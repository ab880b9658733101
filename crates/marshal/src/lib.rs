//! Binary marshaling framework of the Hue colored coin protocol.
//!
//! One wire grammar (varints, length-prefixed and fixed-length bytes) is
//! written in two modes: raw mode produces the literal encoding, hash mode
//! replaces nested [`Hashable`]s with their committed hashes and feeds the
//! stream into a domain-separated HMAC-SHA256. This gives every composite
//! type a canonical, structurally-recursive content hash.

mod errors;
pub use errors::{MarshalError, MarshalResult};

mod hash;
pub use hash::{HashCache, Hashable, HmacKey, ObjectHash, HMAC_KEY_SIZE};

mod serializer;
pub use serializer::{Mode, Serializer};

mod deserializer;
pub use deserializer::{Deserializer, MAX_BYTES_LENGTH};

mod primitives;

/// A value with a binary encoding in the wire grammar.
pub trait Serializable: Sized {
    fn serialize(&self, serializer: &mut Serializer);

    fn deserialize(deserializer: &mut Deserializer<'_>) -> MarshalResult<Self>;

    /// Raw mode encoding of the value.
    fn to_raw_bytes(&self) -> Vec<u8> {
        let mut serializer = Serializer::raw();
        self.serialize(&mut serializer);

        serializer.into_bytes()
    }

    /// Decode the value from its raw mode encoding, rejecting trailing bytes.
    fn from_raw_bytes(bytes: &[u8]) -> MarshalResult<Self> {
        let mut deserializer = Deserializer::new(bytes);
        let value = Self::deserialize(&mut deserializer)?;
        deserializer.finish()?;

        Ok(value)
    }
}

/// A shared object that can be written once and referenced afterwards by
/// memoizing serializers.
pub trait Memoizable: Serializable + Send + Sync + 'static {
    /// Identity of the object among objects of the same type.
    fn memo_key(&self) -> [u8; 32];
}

Exercise prompt: In the listing above, find the line with "mod serializer;" and the line with "fn to_raw_bytes(&self) ->"; output exactly those lines and all lines between them.

Exercise output:
mod serializer;
pub use serializer::{Mode, Serializer};

mod deserializer;
pub use deserializer::{Deserializer, MAX_BYTES_LENGTH};

mod primitives;

/// A value with a binary encoding in the wire grammar.
pub trait Serializable: Sized {
    fn serialize(&self, serializer: &mut Serializer);

    fn deserialize(deserializer: &mut Deserializer<'_>) -> MarshalResult<Self>;

    /// Raw mode encoding of the value.
    fn to_raw_bytes(&self) -> Vec<u8> {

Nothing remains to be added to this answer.